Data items
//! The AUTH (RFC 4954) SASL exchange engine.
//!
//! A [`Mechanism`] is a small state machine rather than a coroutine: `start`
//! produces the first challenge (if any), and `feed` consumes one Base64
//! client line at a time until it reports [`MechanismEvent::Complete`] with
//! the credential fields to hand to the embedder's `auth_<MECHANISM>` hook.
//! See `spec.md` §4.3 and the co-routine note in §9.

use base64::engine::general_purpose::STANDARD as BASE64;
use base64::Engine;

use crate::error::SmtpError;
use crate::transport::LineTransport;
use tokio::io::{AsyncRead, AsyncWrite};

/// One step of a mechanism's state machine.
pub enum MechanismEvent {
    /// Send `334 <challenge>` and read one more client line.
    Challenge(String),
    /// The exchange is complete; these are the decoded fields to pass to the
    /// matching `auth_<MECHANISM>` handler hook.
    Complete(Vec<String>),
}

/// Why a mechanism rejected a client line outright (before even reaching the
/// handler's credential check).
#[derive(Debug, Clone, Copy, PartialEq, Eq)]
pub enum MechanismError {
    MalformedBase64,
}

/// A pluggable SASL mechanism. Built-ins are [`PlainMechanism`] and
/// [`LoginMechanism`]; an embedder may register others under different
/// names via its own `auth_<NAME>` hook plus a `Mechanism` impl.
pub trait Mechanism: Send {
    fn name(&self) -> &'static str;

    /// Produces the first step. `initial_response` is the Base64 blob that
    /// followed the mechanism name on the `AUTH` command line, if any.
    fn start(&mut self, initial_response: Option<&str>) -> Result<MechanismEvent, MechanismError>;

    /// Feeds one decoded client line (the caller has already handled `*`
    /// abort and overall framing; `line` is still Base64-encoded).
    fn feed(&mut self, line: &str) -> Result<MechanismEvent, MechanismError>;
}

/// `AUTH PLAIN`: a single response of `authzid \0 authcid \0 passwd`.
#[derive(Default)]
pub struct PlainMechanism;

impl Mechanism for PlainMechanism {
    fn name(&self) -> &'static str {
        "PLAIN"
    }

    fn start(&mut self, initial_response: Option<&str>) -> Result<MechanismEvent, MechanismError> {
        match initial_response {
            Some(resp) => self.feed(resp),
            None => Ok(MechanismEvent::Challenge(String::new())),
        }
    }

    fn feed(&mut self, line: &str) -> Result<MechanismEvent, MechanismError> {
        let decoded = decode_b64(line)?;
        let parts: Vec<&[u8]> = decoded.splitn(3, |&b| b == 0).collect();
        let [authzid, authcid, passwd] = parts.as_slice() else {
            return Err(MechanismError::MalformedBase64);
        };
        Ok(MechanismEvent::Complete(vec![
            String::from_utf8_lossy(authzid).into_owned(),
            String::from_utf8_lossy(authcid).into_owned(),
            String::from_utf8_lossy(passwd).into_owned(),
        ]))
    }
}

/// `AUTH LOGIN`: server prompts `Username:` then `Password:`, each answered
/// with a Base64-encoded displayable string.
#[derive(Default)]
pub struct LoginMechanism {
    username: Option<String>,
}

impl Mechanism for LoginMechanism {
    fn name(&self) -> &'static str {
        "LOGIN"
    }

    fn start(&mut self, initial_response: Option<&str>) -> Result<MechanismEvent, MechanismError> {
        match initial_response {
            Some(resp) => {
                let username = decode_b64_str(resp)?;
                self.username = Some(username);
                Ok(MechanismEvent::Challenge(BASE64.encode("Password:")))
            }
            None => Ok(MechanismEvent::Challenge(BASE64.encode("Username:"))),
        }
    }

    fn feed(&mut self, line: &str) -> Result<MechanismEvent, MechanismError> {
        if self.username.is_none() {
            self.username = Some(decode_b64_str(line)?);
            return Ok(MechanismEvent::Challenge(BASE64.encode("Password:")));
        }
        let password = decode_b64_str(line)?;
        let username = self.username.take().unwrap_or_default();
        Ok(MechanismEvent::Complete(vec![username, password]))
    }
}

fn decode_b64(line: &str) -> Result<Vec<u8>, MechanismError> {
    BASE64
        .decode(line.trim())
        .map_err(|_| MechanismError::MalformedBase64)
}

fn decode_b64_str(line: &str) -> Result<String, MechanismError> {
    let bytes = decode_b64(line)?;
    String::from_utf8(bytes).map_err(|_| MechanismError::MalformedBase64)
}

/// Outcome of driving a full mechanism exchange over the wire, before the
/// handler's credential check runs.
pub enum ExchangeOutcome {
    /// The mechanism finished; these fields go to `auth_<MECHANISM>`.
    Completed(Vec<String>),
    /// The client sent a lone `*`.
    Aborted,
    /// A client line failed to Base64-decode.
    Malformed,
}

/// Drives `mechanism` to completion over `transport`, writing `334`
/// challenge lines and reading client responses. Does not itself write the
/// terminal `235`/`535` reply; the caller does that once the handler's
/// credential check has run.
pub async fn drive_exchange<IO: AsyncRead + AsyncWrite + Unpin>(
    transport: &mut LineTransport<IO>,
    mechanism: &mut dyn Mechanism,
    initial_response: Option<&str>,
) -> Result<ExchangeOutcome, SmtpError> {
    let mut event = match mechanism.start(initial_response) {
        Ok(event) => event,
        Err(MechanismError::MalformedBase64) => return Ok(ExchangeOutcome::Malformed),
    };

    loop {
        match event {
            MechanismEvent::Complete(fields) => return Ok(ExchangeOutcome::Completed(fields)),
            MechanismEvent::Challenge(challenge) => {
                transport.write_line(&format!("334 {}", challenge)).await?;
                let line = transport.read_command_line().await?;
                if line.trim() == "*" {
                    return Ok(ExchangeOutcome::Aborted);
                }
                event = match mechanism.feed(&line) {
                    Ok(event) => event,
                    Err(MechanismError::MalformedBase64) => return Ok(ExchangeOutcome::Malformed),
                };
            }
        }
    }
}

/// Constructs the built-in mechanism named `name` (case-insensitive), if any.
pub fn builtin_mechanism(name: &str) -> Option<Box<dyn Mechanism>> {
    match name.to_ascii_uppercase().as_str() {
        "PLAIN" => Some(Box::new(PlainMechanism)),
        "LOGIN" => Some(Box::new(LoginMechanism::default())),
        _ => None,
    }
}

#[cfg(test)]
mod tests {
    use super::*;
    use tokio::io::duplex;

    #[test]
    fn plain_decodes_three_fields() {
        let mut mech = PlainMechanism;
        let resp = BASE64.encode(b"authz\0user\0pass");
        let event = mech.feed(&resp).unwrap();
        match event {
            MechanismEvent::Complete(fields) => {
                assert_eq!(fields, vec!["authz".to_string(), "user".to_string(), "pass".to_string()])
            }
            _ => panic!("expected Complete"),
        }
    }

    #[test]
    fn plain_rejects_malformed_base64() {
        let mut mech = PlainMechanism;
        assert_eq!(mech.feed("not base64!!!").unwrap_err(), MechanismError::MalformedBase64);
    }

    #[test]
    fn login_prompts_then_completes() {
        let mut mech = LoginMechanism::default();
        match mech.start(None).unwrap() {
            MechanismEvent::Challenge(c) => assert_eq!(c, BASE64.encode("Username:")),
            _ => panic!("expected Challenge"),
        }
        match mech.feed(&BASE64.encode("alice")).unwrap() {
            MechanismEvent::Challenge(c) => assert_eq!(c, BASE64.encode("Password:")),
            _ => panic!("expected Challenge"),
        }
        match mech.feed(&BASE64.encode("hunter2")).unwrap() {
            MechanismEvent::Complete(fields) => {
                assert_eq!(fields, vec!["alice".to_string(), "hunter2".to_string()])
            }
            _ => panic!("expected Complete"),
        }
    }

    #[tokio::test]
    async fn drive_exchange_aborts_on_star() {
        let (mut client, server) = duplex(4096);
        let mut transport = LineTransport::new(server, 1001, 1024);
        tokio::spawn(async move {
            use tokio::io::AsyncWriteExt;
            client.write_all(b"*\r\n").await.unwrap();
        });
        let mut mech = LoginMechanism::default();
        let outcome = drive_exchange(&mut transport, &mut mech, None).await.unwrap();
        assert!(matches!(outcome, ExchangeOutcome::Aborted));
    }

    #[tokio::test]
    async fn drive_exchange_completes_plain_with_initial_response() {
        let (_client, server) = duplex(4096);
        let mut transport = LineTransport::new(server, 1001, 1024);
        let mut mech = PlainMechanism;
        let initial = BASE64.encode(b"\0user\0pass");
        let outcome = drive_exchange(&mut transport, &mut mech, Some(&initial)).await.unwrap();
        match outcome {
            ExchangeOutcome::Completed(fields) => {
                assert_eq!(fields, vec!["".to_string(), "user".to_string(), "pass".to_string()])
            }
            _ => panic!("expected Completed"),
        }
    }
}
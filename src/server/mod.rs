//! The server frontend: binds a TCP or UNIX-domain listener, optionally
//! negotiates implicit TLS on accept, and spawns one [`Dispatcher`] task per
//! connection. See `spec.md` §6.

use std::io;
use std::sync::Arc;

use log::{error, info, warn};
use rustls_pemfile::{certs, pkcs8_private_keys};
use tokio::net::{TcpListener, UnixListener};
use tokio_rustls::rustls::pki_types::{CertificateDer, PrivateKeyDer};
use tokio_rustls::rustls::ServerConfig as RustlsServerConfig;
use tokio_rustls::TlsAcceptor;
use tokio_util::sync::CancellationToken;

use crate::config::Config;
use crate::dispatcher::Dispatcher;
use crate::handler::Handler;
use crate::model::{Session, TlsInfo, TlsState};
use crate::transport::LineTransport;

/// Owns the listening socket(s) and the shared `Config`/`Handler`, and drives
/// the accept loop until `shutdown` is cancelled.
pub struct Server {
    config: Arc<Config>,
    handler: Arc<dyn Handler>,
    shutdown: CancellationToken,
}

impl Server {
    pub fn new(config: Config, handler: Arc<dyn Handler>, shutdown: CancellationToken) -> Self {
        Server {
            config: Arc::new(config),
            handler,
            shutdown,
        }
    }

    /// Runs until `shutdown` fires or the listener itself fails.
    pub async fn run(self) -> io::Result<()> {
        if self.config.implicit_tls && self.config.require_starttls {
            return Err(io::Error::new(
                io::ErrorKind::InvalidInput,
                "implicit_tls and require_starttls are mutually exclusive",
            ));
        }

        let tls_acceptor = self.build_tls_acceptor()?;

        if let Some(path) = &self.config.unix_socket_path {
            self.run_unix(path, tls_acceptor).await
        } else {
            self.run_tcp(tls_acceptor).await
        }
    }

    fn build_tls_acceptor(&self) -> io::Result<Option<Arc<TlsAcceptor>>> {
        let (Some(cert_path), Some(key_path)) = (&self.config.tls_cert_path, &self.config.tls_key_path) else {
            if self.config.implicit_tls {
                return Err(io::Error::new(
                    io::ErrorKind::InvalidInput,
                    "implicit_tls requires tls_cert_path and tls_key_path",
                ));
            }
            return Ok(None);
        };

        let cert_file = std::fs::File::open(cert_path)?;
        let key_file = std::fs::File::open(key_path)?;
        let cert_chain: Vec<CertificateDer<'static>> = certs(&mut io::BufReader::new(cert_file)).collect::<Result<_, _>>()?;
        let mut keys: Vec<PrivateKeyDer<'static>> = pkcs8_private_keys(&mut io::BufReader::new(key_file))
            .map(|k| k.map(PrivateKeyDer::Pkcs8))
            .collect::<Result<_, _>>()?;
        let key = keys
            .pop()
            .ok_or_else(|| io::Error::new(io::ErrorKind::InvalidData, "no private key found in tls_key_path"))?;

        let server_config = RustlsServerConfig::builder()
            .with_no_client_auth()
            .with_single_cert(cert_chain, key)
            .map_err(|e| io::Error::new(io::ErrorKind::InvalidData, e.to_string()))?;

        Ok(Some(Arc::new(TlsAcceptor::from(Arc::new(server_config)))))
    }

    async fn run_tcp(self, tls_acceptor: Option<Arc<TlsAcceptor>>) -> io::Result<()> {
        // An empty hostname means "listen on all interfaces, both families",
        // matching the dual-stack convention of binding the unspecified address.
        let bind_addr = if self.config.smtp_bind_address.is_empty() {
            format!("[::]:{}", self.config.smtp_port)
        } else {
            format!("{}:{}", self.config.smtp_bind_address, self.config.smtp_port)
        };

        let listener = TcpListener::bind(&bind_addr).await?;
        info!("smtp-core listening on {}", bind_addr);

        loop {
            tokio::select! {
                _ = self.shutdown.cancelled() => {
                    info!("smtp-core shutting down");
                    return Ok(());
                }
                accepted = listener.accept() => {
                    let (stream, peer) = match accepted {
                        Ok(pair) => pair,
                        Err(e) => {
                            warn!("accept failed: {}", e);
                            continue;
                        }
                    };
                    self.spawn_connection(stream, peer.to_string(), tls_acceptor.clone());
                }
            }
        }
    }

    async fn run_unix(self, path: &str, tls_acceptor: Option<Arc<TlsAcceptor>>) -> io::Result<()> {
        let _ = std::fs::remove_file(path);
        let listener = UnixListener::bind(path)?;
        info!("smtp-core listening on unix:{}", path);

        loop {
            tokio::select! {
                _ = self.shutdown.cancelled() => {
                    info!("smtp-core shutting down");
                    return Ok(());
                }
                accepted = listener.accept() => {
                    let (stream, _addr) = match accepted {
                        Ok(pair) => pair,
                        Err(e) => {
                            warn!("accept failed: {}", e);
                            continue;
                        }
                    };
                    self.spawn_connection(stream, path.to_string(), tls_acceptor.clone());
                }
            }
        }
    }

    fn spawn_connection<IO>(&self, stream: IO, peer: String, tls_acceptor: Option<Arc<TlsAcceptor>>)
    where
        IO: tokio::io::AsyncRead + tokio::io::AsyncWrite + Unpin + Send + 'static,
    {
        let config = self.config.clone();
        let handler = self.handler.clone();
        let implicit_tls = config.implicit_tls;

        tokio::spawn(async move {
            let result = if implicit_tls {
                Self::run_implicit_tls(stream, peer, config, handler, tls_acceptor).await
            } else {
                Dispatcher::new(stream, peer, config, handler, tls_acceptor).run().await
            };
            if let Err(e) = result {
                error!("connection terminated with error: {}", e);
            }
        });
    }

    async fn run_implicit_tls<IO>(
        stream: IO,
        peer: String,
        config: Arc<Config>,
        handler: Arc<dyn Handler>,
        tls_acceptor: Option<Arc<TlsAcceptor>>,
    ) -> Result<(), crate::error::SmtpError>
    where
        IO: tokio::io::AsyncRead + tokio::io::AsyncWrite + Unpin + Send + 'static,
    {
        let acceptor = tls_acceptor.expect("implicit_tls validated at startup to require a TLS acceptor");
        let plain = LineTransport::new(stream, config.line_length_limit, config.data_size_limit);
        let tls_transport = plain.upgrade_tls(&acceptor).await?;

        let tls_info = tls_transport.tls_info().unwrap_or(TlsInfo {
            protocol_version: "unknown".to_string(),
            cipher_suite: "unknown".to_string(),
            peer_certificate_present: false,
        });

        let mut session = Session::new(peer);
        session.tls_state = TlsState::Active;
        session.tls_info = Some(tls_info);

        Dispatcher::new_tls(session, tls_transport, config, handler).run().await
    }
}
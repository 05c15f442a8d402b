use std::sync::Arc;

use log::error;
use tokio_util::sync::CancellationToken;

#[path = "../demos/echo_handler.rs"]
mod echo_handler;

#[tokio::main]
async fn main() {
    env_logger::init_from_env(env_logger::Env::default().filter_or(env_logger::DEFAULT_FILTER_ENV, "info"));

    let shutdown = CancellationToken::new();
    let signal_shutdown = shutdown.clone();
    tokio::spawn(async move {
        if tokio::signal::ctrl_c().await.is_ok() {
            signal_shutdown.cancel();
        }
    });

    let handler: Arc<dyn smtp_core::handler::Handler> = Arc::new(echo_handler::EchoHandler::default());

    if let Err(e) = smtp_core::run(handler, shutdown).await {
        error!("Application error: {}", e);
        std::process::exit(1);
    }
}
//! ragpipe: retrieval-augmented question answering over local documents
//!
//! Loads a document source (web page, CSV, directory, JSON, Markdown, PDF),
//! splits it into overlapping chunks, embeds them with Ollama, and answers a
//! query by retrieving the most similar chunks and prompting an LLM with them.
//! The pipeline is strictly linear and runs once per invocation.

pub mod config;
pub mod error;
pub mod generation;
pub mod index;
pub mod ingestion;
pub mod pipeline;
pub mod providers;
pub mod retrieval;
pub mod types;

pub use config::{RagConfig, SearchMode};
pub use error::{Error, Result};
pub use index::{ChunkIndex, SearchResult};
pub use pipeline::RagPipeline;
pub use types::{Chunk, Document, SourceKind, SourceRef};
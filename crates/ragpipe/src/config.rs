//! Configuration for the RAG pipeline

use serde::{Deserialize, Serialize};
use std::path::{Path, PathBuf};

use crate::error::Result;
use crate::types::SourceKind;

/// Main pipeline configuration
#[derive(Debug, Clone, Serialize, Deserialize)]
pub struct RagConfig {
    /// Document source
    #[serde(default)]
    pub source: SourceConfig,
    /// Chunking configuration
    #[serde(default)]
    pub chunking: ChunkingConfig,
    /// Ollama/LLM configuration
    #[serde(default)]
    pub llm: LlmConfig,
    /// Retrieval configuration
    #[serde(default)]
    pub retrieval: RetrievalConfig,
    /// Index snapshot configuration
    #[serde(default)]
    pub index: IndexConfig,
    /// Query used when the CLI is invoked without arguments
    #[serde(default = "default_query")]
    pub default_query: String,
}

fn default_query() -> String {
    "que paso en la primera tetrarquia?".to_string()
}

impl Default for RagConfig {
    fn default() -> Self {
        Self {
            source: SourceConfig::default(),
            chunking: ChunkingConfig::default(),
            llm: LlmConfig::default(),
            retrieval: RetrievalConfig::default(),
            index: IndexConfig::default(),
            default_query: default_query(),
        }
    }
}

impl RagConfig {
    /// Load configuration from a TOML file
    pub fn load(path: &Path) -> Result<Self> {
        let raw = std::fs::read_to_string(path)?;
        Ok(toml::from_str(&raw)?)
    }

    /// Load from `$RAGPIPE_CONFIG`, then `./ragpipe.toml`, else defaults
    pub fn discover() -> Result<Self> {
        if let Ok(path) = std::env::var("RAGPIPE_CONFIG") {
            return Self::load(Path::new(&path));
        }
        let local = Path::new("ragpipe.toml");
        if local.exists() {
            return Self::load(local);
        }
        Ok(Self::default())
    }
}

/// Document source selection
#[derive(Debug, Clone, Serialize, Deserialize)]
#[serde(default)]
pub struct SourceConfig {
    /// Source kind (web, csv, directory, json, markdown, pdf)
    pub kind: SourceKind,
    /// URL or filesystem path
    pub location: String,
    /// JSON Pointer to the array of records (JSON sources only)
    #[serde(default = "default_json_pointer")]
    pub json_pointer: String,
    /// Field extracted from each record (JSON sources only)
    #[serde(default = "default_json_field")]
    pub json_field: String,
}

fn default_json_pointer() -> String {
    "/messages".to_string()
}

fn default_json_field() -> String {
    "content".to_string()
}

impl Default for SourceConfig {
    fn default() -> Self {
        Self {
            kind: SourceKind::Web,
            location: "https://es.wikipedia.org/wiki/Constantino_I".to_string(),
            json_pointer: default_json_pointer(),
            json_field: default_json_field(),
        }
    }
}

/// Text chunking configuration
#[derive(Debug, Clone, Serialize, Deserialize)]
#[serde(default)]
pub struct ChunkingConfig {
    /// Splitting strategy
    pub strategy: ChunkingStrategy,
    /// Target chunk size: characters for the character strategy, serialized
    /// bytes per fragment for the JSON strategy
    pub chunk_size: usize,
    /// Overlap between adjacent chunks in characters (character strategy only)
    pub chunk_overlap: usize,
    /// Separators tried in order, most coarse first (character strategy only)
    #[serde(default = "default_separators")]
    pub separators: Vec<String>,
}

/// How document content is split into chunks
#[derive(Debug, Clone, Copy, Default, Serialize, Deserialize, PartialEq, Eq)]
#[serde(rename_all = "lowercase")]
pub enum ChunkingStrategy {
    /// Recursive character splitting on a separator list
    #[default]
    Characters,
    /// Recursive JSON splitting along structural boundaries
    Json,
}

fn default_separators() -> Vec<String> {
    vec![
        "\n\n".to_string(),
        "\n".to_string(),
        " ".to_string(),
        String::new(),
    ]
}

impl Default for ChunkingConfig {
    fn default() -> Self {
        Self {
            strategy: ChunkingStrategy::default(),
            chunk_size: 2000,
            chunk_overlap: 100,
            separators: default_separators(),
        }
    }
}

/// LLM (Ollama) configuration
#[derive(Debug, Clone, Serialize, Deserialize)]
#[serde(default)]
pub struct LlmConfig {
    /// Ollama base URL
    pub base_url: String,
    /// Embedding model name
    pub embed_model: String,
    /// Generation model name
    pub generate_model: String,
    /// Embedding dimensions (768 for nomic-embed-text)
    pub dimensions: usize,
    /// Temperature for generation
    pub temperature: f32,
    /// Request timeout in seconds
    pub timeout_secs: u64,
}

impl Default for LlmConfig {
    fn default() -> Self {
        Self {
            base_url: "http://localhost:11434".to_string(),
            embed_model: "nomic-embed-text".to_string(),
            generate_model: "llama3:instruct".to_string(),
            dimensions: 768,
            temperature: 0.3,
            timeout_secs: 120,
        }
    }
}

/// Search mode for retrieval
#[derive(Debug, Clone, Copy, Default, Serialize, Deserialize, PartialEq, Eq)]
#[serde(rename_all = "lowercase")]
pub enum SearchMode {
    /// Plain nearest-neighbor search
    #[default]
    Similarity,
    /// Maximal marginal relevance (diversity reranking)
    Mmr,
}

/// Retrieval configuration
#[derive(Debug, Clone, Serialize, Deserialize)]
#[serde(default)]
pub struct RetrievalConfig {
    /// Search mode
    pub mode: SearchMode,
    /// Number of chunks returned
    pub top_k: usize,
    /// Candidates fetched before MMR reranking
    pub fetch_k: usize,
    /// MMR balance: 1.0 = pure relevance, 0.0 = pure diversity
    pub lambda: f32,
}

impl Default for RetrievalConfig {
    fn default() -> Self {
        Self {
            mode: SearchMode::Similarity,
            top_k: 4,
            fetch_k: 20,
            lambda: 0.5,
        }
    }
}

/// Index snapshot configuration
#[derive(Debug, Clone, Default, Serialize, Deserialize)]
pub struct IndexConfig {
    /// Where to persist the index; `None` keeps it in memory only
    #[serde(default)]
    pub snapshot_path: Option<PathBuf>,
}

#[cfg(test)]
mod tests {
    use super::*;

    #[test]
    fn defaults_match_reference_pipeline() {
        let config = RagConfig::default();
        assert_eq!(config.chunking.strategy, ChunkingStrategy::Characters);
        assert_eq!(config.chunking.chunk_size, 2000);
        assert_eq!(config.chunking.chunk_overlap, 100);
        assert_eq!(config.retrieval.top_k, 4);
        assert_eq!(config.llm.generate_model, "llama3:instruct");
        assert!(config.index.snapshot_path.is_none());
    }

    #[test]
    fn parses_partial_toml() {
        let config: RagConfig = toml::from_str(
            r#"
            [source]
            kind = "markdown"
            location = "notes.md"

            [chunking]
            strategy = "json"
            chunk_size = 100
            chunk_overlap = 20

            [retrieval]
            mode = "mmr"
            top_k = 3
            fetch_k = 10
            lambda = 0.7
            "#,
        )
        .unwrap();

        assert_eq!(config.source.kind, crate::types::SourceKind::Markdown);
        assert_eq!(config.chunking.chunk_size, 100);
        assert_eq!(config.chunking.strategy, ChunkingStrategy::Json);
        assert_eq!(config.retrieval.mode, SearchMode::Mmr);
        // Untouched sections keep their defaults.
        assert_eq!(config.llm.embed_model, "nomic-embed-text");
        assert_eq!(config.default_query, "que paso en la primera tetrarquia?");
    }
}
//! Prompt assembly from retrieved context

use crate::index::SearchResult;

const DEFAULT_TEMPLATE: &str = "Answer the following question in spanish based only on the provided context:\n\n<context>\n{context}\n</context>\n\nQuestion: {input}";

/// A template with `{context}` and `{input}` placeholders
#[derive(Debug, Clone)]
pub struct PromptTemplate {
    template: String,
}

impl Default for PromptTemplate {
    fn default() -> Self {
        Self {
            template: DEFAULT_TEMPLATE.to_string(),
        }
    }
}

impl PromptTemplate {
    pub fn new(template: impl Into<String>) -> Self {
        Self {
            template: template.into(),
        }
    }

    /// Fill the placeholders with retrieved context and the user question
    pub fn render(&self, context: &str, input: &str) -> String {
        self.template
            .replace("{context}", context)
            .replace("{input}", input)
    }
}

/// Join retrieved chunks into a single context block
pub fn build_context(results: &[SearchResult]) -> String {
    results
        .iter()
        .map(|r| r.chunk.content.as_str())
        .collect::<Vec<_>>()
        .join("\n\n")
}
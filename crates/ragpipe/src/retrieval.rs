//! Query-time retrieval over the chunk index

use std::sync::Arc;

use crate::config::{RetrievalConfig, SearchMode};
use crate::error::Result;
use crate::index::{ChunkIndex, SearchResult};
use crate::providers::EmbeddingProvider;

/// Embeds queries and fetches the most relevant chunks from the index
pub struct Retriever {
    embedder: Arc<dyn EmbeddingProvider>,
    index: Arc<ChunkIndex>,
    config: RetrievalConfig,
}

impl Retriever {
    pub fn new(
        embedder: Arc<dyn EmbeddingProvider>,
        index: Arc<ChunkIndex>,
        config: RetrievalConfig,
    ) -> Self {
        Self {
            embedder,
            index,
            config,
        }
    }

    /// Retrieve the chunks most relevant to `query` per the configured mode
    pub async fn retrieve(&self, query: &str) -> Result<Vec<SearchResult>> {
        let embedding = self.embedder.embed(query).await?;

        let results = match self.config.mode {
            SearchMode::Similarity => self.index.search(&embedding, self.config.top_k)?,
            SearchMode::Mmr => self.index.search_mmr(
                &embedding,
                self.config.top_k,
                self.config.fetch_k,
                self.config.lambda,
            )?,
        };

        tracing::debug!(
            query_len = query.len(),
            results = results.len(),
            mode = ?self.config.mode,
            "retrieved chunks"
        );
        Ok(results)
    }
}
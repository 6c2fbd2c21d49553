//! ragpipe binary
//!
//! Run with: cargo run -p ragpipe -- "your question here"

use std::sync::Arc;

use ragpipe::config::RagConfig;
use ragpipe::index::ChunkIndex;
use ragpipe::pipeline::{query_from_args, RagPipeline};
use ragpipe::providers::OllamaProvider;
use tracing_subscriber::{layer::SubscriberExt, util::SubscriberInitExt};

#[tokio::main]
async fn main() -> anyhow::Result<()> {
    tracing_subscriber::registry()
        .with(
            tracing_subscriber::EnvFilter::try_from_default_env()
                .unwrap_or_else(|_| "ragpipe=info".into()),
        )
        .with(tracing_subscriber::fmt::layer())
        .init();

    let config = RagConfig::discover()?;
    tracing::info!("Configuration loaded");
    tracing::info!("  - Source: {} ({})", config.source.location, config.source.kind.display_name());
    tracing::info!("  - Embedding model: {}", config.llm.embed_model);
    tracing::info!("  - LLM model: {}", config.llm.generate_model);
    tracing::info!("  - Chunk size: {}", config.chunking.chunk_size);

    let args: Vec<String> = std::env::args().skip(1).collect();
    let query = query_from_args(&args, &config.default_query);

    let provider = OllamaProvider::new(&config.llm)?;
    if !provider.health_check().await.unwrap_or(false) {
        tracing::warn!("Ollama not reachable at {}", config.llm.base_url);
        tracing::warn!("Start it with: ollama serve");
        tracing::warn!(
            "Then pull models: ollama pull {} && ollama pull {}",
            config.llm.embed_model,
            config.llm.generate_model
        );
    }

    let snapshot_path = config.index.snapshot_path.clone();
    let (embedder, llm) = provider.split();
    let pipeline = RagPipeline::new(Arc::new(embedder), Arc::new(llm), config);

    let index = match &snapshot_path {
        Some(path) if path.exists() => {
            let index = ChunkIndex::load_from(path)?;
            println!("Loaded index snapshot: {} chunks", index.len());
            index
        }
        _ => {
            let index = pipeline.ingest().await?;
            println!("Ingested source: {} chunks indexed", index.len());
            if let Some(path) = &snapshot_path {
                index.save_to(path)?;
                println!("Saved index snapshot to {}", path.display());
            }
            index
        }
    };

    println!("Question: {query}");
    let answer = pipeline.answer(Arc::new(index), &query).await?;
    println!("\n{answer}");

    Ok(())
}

**What to work on**: Starting at the first line of the records, print each line exactly, stopping after the line that contains "consumes one Base64".

**Task response**:
//! The AUTH (RFC 4954) SASL exchange engine.
//!
//! A [`Mechanism`] is a small state machine rather than a coroutine: `start`
//! produces the first challenge (if any), and `feed` consumes one Base64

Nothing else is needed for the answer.